It’s a precious getaway. Mr. García spends most of his waking hours caring for his 81-year-old mother, Antonina Hernández, who suffers from Alzheimer’s disease. Mr. García, a fitness trainer, first noticed her decline four years ago. Every day on the phone she described eating identical meals. He checked her refrigerator and it was nearly empty. He saw that she was losing track of time and forgetting to eat. A neurologist soon diagnosed Alzheimer’s, a disease Ms. Hernández shares with an estimated 44 million others around the world.
In the early days, she could manage on her own, with steady prompts and visits from Mr. García, who lived next door. But two years ago, he saw that she needed help with the most basic tasks and so he moved into her two-bedroom apartment. He dropped most of the clients in his fitness classes and became a full-time caregiver.

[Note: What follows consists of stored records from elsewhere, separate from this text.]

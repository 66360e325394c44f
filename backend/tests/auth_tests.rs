//! Role, warehouse scope and input validation tests

use proptest::prelude::*;
use shared::{
    normalize_code, normalize_sku, validate_code, validate_email, validate_password,
    validate_reorder_settings, validate_sku, UserRole,
};
use uuid::Uuid;

// ============================================================================
// Role Permission Tests
// ============================================================================

mod role_permission_tests {
    use super::*;

    #[test]
    fn test_only_admin_manages_users() {
        assert!(UserRole::Admin.can_manage_users());
        assert!(!UserRole::Manager.can_manage_users());
        assert!(!UserRole::Warehouse.can_manage_users());
    }

    #[test]
    fn test_catalog_and_alerts_need_manager() {
        for role in [UserRole::Admin, UserRole::Manager] {
            assert!(role.can_manage_catalog());
            assert!(role.can_manage_alerts());
        }
        assert!(!UserRole::Warehouse.can_manage_catalog());
        assert!(!UserRole::Warehouse.can_manage_alerts());
    }

    #[test]
    fn test_warehouse_staff_scoped_to_assignment() {
        let (own, other) = (Uuid::new_v4(), Uuid::new_v4());
        let role = UserRole::Warehouse;
        assert!(role.permits_warehouse(Some(own), own));
        assert!(!role.permits_warehouse(Some(own), other));
        assert!(!role.permits_warehouse(None, own));
    }

    #[test]
    fn test_transfer_scope_needs_both_ends() {
        let (own, other) = (Uuid::new_v4(), Uuid::new_v4());
        assert!(UserRole::Warehouse.permits_all(Some(own), &[own, own]));
        assert!(!UserRole::Warehouse.permits_all(Some(own), &[own, other]));
        assert!(UserRole::Manager.permits_all(None, &[own, other]));
    }

    #[test]
    fn test_role_names_round_trip() {
        for role in [UserRole::Admin, UserRole::Manager, UserRole::Warehouse] {
            assert_eq!(UserRole::from_str(role.as_str()), Some(role));
        }
        assert_eq!(UserRole::from_str("owner"), None);
    }
}

// ============================================================================
// Input Validation Tests
// ============================================================================

mod validation_tests {
    use super::*;

    #[test]
    fn test_sku_rules() {
        assert_eq!(normalize_sku(" abc-1 "), "ABC-1");
        assert!(validate_sku("ABC-1.2_X").is_ok());
        assert!(validate_sku("").is_err());
        assert!(validate_sku("ABC 1").is_err());
        assert!(validate_sku(&"A".repeat(33)).is_err());
    }

    #[test]
    fn test_code_rules() {
        assert_eq!(normalize_code(" wh-a "), "WH-A");
        assert!(validate_code("WH-A").is_ok());
        assert!(validate_code("WH_A").is_err());
    }

    #[test]
    fn test_reorder_rules() {
        assert!(validate_reorder_settings(10, 20, Some(100)).is_ok());
        assert!(validate_reorder_settings(-1, 0, None).is_err());
        assert!(validate_reorder_settings(10, 0, Some(5)).is_err());
    }

    #[test]
    fn test_account_rules() {
        assert!(validate_email("ops@example.com").is_ok());
        assert!(validate_email("ops").is_err());
        assert!(validate_password("long-enough").is_ok());
        assert!(validate_password("short").is_err());
    }
}

// ============================================================================
// Property Tests
// ============================================================================

proptest! {
    #![proptest_config(ProptestConfig::with_cases(100))]

    /// Normalized SKUs made of allowed characters always validate
    #[test]
    fn prop_normalized_sku_is_valid(raw in "[a-zA-Z0-9._-]{1,32}") {
        let sku = normalize_sku(&raw);
        prop_assert!(validate_sku(&sku).is_ok());
    }

    /// Admins and managers reach every warehouse
    #[test]
    fn prop_managers_are_unscoped(ids in prop::collection::vec(any::<u128>(), 1..5)) {
        let ids: Vec<Uuid> = ids.into_iter().map(Uuid::from_u128).collect();
        prop_assert!(UserRole::Admin.permits_all(None, &ids));
        prop_assert!(UserRole::Manager.permits_all(None, &ids));
    }
}
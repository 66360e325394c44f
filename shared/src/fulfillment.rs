//! Pick and pack bookkeeping for deliveries

use thiserror::Error;
use uuid::Uuid;

use crate::models::DocumentStatus;

/// Quantities tracked per delivery line
#[derive(Debug, Clone, PartialEq, Eq)]
pub struct FulfillmentLine {
    pub item_id: Uuid,
    pub quantity: i64,
    pub picked_quantity: i64,
    pub packed_quantity: i64,
}

/// A requested pick or pack for one line; `None` means the full quantity
#[derive(Debug, Clone, Copy, PartialEq, Eq)]
pub struct LineQuantity {
    pub item_id: Uuid,
    pub quantity: Option<i64>,
}

#[derive(Debug, Clone, PartialEq, Eq, Error)]
pub enum FulfillmentError {
    #[error("delivery item {0} not found")]
    UnknownItem(Uuid),

    #[error("quantity for item {item_id} cannot be negative, got {quantity}")]
    NegativeQuantity { item_id: Uuid, quantity: i64 },

    #[error("quantity for item {item_id} cannot exceed {limit}, got {quantity}")]
    ExceedsLimit {
        item_id: Uuid,
        quantity: i64,
        limit: i64,
    },
}

/// Pair each request with its line. `limit` bounds a line's quantity and is
/// also the default when a request names no quantity.
fn resolve(
    lines: &[FulfillmentLine],
    requests: &[LineQuantity],
    limit: impl Fn(&FulfillmentLine) -> i64,
) -> Result<Vec<(usize, i64)>, FulfillmentError> {
    if requests.is_empty() {
        return Ok(lines
            .iter()
            .enumerate()
            .map(|(idx, line)| (idx, limit(line)))
            .collect());
    }

    requests
        .iter()
        .map(|request| {
            let idx = lines
                .iter()
                .position(|line| line.item_id == request.item_id)
                .ok_or(FulfillmentError::UnknownItem(request.item_id))?;
            let max = limit(&lines[idx]);
            let quantity = request.quantity.unwrap_or(max);
            if quantity < 0 {
                return Err(FulfillmentError::NegativeQuantity {
                    item_id: request.item_id,
                    quantity,
                });
            }
            if quantity > max {
                return Err(FulfillmentError::ExceedsLimit {
                    item_id: request.item_id,
                    quantity,
                    limit: max,
                });
            }
            Ok((idx, quantity))
        })
        .collect()
}

/// Record picked quantities. An empty request picks every line in full.
///
/// A line cannot be picked beyond its requested quantity. Lines are only
/// changed when every request is valid.
pub fn record_picks(
    lines: &mut [FulfillmentLine],
    picks: &[LineQuantity],
) -> Result<(), FulfillmentError> {
    for (idx, quantity) in resolve(lines, picks, |line| line.quantity)? {
        lines[idx].picked_quantity = quantity;
    }
    Ok(())
}

/// Record packed quantities and return the status the delivery moves to.
///
/// Packing is bounded by what was picked; an empty request packs every line
/// at its picked quantity.
pub fn record_packs(
    lines: &mut [FulfillmentLine],
    packs: &[LineQuantity],
) -> Result<DocumentStatus, FulfillmentError> {
    for (idx, quantity) in resolve(lines, packs, |line| line.picked_quantity)? {
        lines[idx].packed_quantity = quantity;
    }
    Ok(packing_status(lines))
}

/// `ready` once every line is packed in full, otherwise `packing`
pub fn packing_status(lines: &[FulfillmentLine]) -> DocumentStatus {
    if !lines.is_empty() && lines.iter().all(|l| l.packed_quantity >= l.quantity) {
        DocumentStatus::Ready
    } else {
        DocumentStatus::Packing
    }
}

Mr. García relentlessly consults the Internet for advice. The most important point, he says, is to build routines for his mother, to keep her engaged. “If I’m cooking, I have her peel the vegetables, and when I wash the dishes, she dries them,” he says. “It takes much more time than it would to do it myself.” But the activities keep her busy and distract her from the growing gaps in her memory, which can produce frustration, anger and despair.
He creates daily worksheets for her, and has her circle words or draw a wavering line through a maze. He also leads her in exercises. She mirrors her son’s movements, lifting small pink weights in each hand.